Orkut, Youtube, Firefox “BANNED”

If you’re on Microsoft windows you will surely be complaining about this. Or at least some of you have this issue on your computer. Aha, see this error message.

Orkut IS BANNED, orkut is banned you fool The administrators didnt write this program guess who did?? MUHAHAHA!!

You’re the victim of “Heap41a / win32.USBworm” worm, which preads via your USB drives and other removable storage devices. The spyware tool “Ad-Aware” does remove this worm. If you want to remove it manually find the solution in this post.

Here are the steps to remove the worm from your system:

1. Open “Task Manager” and goto “Processes” tab.

2. Look for services with name “svchost.exe“. There will be many services with the same name. Most of them will have “SYSTEM“, “LOCAL SERVICE” OR “NETWORK SERVICE” as User Name but you have to look for “svchost.exe” service which has your currently logged in username as User Name.

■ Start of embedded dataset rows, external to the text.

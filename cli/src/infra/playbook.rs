//! `PlaybookRunner` backed by `ansible-playbook`.

use std::path::Path;

use anyhow::Result;

use crate::application::ports::{CommandRunner, PlaybookRunner};
use crate::domain::{RemoteHost, TransportError};
use crate::infra::ssh::status_text;

pub struct AnsiblePlaybookRunner<R> {
    runner: R,
}

impl<R: CommandRunner> AnsiblePlaybookRunner<R> {
    pub fn new(runner: R) -> Self {
        Self { runner }
    }
}

impl<R: CommandRunner> PlaybookRunner for AnsiblePlaybookRunner<R> {
    async fn run_playbook(
        &self,
        host: &RemoteHost,
        playbook: &Path,
        roles_dir: &Path,
    ) -> Result<()> {
        let playbook_arg = playbook.display().to_string();
        // Trailing comma makes ansible treat the address as an inline inventory.
        let inventory_arg = format!("{},", host.address);
        let key_arg = host.key_path.display().to_string();
        let roles_arg = roles_dir.display().to_string();

        let output = self
            .runner
            .run_with_env(
                "ansible-playbook",
                &[
                    &playbook_arg,
                    "-i",
                    &inventory_arg,
                    "-u",
                    &host.user,
                    "--private-key",
                    &key_arg,
                ],
                &[
                    ("ANSIBLE_ROLES_PATH", &roles_arg),
                    ("ANSIBLE_HOST_KEY_CHECKING", "False"),
                ],
            )
            .await?;

        if !output.status.success() {
            return Err(TransportError::PlaybookFailed {
                host: host.address.clone(),
                playbook: playbook_arg,
                status: status_text(&output),
                stderr: String::from_utf8_lossy(&output.stderr).trim().to_string(),
            }
            .into());
        }
        tracing::debug!(
            playbook = %playbook_arg,
            stdout = %String::from_utf8_lossy(&output.stdout),
            "playbook output"
        );
        Ok(())
    }
}
//! Output formatting module

pub mod reporter;
pub mod styles;

use std::io::IsTerminal as _;

use owo_colors::OwoColorize as _;
pub use reporter::TerminalReporter;
pub use styles::Styles;

/// Output context carrying styling and terminal state.
pub struct OutputContext {
    /// Stylesheet for colored output.
    pub styles: Styles,
    /// Whether to suppress non-error output.
    pub quiet: bool,
}

impl OutputContext {
    /// Create output context based on CLI flags and environment.
    #[must_use]
    pub fn new(no_color: bool, quiet: bool) -> Self {
        let use_colors = !no_color && std::io::stdout().is_terminal();

        let mut styles = Styles::default();
        if use_colors {
            styles.colorize();
        }

        Self { styles, quiet }
    }

    /// Print a key-value pair with the key dimmed. Suppressed when `quiet`.
    pub fn kv(&self, key: &str, value: &str) {
        if !self.quiet {
            println!("  {}  {value}", key.style(self.styles.dim));
        }
    }
}
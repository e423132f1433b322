//! Application layer: port trait definitions and use-case orchestration.
//!
//! This module depends only on `crate::domain`, never on `crate::infra`,
//! `crate::commands`, or `crate::output`.

pub mod ports;
pub mod services;

pub use ports::{
    BlueGreenDeployer, CommandRunner, InstanceSpec, InstanceStatus, InventoryStore,
    PlaybookRunner, ProgressReporter, Provisioner, RemoteShell,
};
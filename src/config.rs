use anyhow::{Context, Result};
use serde::{Deserialize, Serialize};
use std::path::PathBuf;

use crate::core::NutrientTargets;

const CONFIG_FILE: &str = "config.json";

#[derive(Debug, Clone, Serialize, Deserialize)]
pub struct Config {
    #[serde(skip)]
    pub data_dir: PathBuf,
    #[serde(default)]
    pub gateway: GatewayConfig,
    #[serde(default)]
    pub targets: NutrientTargets,
}

/// Connection settings for the hosted model
#[derive(Debug, Clone, Serialize, Deserialize)]
pub struct GatewayConfig {
    #[serde(skip_serializing_if = "Option::is_none")]
    pub api_key: Option<String>,
    pub model: String,
    pub base_url: String,
    pub temperature: f32,
    pub timeout_secs: u64,
}

impl Default for GatewayConfig {
    fn default() -> Self {
        Self {
            api_key: None,
            model: "gemini-3-flash-preview".to_string(),
            base_url: "https://generativelanguage.googleapis.com".to_string(),
            temperature: 0.7,
            timeout_secs: 60,
        }
    }
}

impl Config {
    /// Load `config.json` from `data_dir` (default: the user config directory),
    /// writing a default one when it is missing or unreadable.
    pub fn new(data_dir: Option<PathBuf>) -> Result<Self> {
        let data_dir = data_dir.unwrap_or_else(default_data_dir);

        std::fs::create_dir_all(&data_dir).context("Failed to create data directory")?;

        let config_path = data_dir.join(CONFIG_FILE);

        if config_path.exists() {
            let config_str =
                std::fs::read_to_string(&config_path).context("Failed to read config.json")?;

            if config_str.trim().is_empty() {
                tracing::warn!(path = %config_path.display(), "config file is empty, recreating");
            } else {
                match serde_json::from_str::<Config>(&config_str) {
                    Ok(mut config) => {
                        config.data_dir = data_dir;
                        config.apply_env();
                        return Ok(config);
                    }
                    Err(e) => {
                        tracing::warn!(
                            path = %config_path.display(),
                            error = %e,
                            "failed to parse config.json, recreating with defaults"
                        );
                    }
                }
            }
        }

        let mut config = Self::default_config(data_dir);
        config.save()?;
        config.apply_env();
        Ok(config)
    }

    pub fn save(&self) -> Result<()> {
        let config_path = self.data_dir.join(CONFIG_FILE);
        let json_str = serde_json::to_string_pretty(self).context("Failed to serialize config")?;
        std::fs::write(&config_path, json_str).context("Failed to write config.json")?;
        Ok(())
    }

    fn default_config(data_dir: PathBuf) -> Self {
        Config {
            data_dir,
            gateway: GatewayConfig::default(),
            targets: NutrientTargets::default(),
        }
    }

    /// Fill an empty API key from `GEMINI_API_KEY` or `API_KEY`
    fn apply_env(&mut self) {
        if self.gateway.api_key.as_ref().map_or(true, |key| key.is_empty()) {
            self.gateway.api_key = std::env::var("GEMINI_API_KEY")
                .or_else(|_| std::env::var("API_KEY"))
                .ok()
                .filter(|key| !key.is_empty());
        }
    }

    /// Directory holding the journal's state files
    pub fn journal_dir(&self) -> PathBuf {
        self.data_dir.join("journal")
    }
}

fn default_data_dir() -> PathBuf {
    dirs::config_dir()
        .unwrap_or_else(|| PathBuf::from("."))
        .join("aaharwise")
}
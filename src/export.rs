use csv::{QuoteStyle, WriterBuilder};
use std::path::{Path, PathBuf};

use crate::core::{Meal, Result};

pub const CSV_HEADER: [&str; 11] = [
    "Date",
    "Time",
    "Food",
    "Portion",
    "Type",
    "Calories",
    "Protein(g)",
    "Carbs(g)",
    "Fats(g)",
    "Fiber(g)",
    "Water(ml)",
];

/// `AaharWise_<date label with whitespace as underscores>.csv`
pub fn export_file_name(date_label: &str) -> String {
    let date = date_label.split_whitespace().collect::<Vec<_>>().join("_");
    format!("AaharWise_{}.csv", date)
}

/// Render the day's meals as CSV. Food and portion are always quoted; date,
/// time and type are quoted only when they contain a separator or quote.
/// Numeric columns are `0` for meals without nutrients.
pub fn meals_to_csv(date_label: &str, meals: &[Meal], water_ml: u32) -> Result<String> {
    let mut csv = encode_record(&CSV_HEADER, QuoteStyle::Necessary)?;
    csv.push('\n');

    let date = encode_field(date_label, QuoteStyle::Necessary)?;
    for meal in meals {
        let n = meal.nutrients.unwrap_or_default();
        let row = [
            date.clone(),
            encode_field(&meal.time, QuoteStyle::Necessary)?,
            encode_field(&meal.food, QuoteStyle::Always)?,
            encode_field(&meal.portion, QuoteStyle::Always)?,
            encode_field(meal.kind_label(), QuoteStyle::Necessary)?,
            n.calories.to_string(),
            n.protein.to_string(),
            n.carbs.to_string(),
            n.fats.to_string(),
            n.fiber.to_string(),
            water_ml.to_string(),
        ];
        csv.push_str(&row.join(","));
        csv.push('\n');
    }

    Ok(csv)
}

fn encode_field(value: &str, style: QuoteStyle) -> Result<String> {
    encode_record(&[value], style)
}

/// One record without its line terminator
fn encode_record(fields: &[&str], style: QuoteStyle) -> Result<String> {
    let mut writer = WriterBuilder::new()
        .quote_style(style)
        .from_writer(Vec::new());
    writer.write_record(fields)?;
    let bytes = writer
        .into_inner()
        .map_err(|e| std::io::Error::from(e.error().kind()))?;

    let record = String::from_utf8_lossy(&bytes);
    Ok(record.trim_end_matches(['\r', '\n']).to_string())
}

/// Write the day's CSV into `dir` and return the file path
pub fn write_daily_csv(dir: &Path, date_label: &str, meals: &[Meal], water_ml: u32) -> Result<PathBuf> {
    std::fs::create_dir_all(dir)?;
    let path = dir.join(export_file_name(date_label));
    std::fs::write(&path, meals_to_csv(date_label, meals, water_ml)?)?;

    tracing::info!(path = %path.display(), meals = meals.len(), "exported daily csv");
    Ok(path)
}
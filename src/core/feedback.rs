//! Splits the coach's free-text reply into titled sections.
//!
//! The reply loosely follows a `### TITLE: inline data` header convention.
//! Nothing here fails: malformed input produces fewer sections and missing
//! pieces fall back to placeholder text.

use regex::Regex;
use std::sync::LazyLock;

static HEADER_MARKER: LazyLock<Regex> =
    LazyLock::new(|| Regex::new(r"###\s+").expect("header marker pattern is valid"));

const SCORE_SEPARATOR: &str = " - ";
const DEFAULT_SCORE: &str = "0/10";
const DEFAULT_SCORE_LABEL: &str = "EVALUATING";
const DEFAULT_VERDICT: &str = "CALCULATING...";

#[derive(Debug, Clone, PartialEq, Eq)]
pub struct FeedbackSection {
    /// Header text before the first colon, upper-cased
    pub title: String,
    /// Header text after the first colon, or empty
    pub inline_data: String,
    /// Everything below the header line
    pub content: String,
}

#[derive(Debug, Clone, Copy, PartialEq, Eq)]
pub enum SectionKind {
    Verdict,
    VitalScore,
    Forecast,
    Generic,
}

#[derive(Debug, Clone, PartialEq, Eq)]
pub struct VitalScore {
    /// Score expression as written, e.g. "7/10"
    pub score: String,
    /// Text before the first '/', not validated as a number
    pub numerator: String,
    pub label: String,
}

#[derive(Debug, Clone, Copy, PartialEq, Eq)]
pub enum BodyLine<'a> {
    Bullet(&'a str),
    Paragraph(&'a str),
}

/// Parse a coach reply into sections in source order.
///
/// Text before the first header is dropped, so input without any header
/// yields no sections.
pub fn parse_feedback_sections(text: &str) -> Vec<FeedbackSection> {
    HEADER_MARKER
        .split(text)
        .skip(1)
        .filter(|fragment| !fragment.trim().is_empty())
        .map(parse_fragment)
        .collect()
}

fn parse_fragment(fragment: &str) -> FeedbackSection {
    let fragment = fragment.trim();
    let (header, body) = fragment.split_once('\n').unwrap_or((fragment, ""));
    let header = header.trim();

    let (title, inline_data) = match header.split_once(':') {
        Some((title, rest)) => (title.trim(), rest.trim()),
        None => (header, ""),
    };

    FeedbackSection {
        title: title.to_uppercase(),
        inline_data: inline_data.to_string(),
        content: body.trim().to_string(),
    }
}

impl FeedbackSection {
    pub fn kind(&self) -> SectionKind {
        if self.title.contains("VERDICT") {
            SectionKind::Verdict
        } else if self.title.contains("VITAL SCORE") {
            SectionKind::VitalScore
        } else if self.title.contains("FORECAST") {
            SectionKind::Forecast
        } else {
            SectionKind::Generic
        }
    }

    /// Score and label from a "N/10 - LABEL" expression in the header or body
    pub fn vital_score(&self) -> VitalScore {
        let data = if self.inline_data.is_empty() {
            self.content.as_str()
        } else {
            self.inline_data.as_str()
        };

        let mut parts = data.split(SCORE_SEPARATOR);
        let score = parts
            .next()
            .filter(|s| !s.is_empty())
            .unwrap_or(DEFAULT_SCORE);
        let label = parts
            .next()
            .filter(|s| !s.is_empty())
            .unwrap_or(DEFAULT_SCORE_LABEL);
        let numerator = score.split('/').next().unwrap_or(score);

        VitalScore {
            score: score.to_string(),
            numerator: numerator.to_string(),
            label: label.to_string(),
        }
    }

    /// Status line shown for a verdict section
    pub fn verdict_headline(&self) -> &str {
        if self.inline_data.is_empty() {
            DEFAULT_VERDICT
        } else {
            &self.inline_data
        }
    }

    /// Inline data worth showing above a generic section's body
    pub fn headline(&self) -> Option<&str> {
        if self.inline_data.is_empty() || self.content.contains(&self.inline_data) {
            None
        } else {
            Some(&self.inline_data)
        }
    }

    /// Body split into bullets (lines starting with '-') and paragraphs.
    /// Only a leading "- " marker is removed from a bullet.
    pub fn body_lines(&self) -> Vec<BodyLine<'_>> {
        self.content
            .split('\n')
            .map(|line| {
                if line.starts_with('-') {
                    let item = line.strip_prefix("- ").unwrap_or(line);
                    BodyLine::Bullet(item.trim())
                } else {
                    BodyLine::Paragraph(line.trim())
                }
            })
            .collect()
    }
}
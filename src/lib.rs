pub mod config;
pub mod core;
pub mod export;
pub mod gateway;
pub mod journal;
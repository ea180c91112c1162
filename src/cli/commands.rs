use clap::Subcommand;
use std::path::PathBuf;

#[derive(Subcommand)]
pub enum ProfileCommands {
    /// Show the current profile
    Show,
    /// Update one or more profile fields
    Set {
        /// Age in years (non-numeric input counts as 0)
        #[arg(long)]
        age: Option<String>,
        #[arg(long)]
        gender: Option<String>,
        /// Height with unit, e.g. 175cm
        #[arg(long)]
        height: Option<String>,
        /// Weight with unit, e.g. 70kg
        #[arg(long)]
        weight: Option<String>,
        /// low, medium or high
        #[arg(long)]
        activity: Option<String>,
        /// Health goals and notes
        #[arg(long)]
        conditions: Option<String>,
    },
}

#[derive(Subcommand)]
pub enum MealCommands {
    /// Log a meal by hand
    Add {
        food: String,
        /// Time of the meal (HH:MM), defaults to now
        #[arg(long)]
        time: Option<String>,
        #[arg(long)]
        portion: Option<String>,
        /// Mark as a cheat meal
        #[arg(long)]
        junk: bool,
        #[arg(long)]
        home_cooked: bool,
    },
    /// Identify a meal from a photo
    Scan {
        image: PathBuf,
    },
    /// Give the ingredients of a scanned blended drink
    Drink {
        ingredients: String,
    },
    /// Discard the scanned drink waiting for ingredients
    CancelDrink,
    /// Remove a meal from today
    Remove {
        id: String,
    },
    /// List today's meals
    List,
}

#[derive(Subcommand)]
pub enum HistoryCommands {
    /// List past daily logs
    List {
        /// Print the stored coach analysis of each day
        #[arg(long)]
        details: bool,
    },
    /// Delete a past daily log
    Remove {
        id: String,
    },
}

#[derive(Subcommand)]
pub enum ThemeCommands {
    Show,
    Toggle,
    /// light or dark
    Set {
        theme: String,
    },
}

3. You’ll get approx. 2 services with the name “svchost.exe” which has your Windows username. End Task them by pressing key or by selecting them and clicking on “End Process” button. It’ll confirm the action, accept it.

4. Now open “regedit” from RUN and goto following keys:

HKEY_LOCAL_MACHINE\SOFTWARE\Microsoft\Windows\Current Version\Run
HKEY_LOCAL_MACHINE\SOFTWARE\Microsoft\Windows\Current Version\Policies\Explorer\Run

And look for a key in right-side pane with the name “Winlogon” which will have “heap41a\svchost.exe” in its value field. If you find this key, delete it.

5. Now goto following key:

HKEY_LOCAL_MACHINE\SOFTWARE\Microsoft\Windows\Current Version\explorer\Advanced\Folder\Hidden\SHOWALL

And in right-side pane, change value of “CheckedValue” to 1

6. Now enable “Show Hidden Files/Folders” option in “Tools -> Folder Options” in My Computer.

7. Right-click on Start button and select “Open“. Now open “Programs” folder, here you’ll see a folder “Startup“. Open it and if you get a hidden file there, delete it. If its not there, then close it.

8. At last open “My Computer” and open C: drive. Disable “Hide Protected System files” option in “Tools -> Folder Options“. You’ll see a folder “heap41a” in C: drive. Delete it.

Note : Use Linux and breath easily always!!!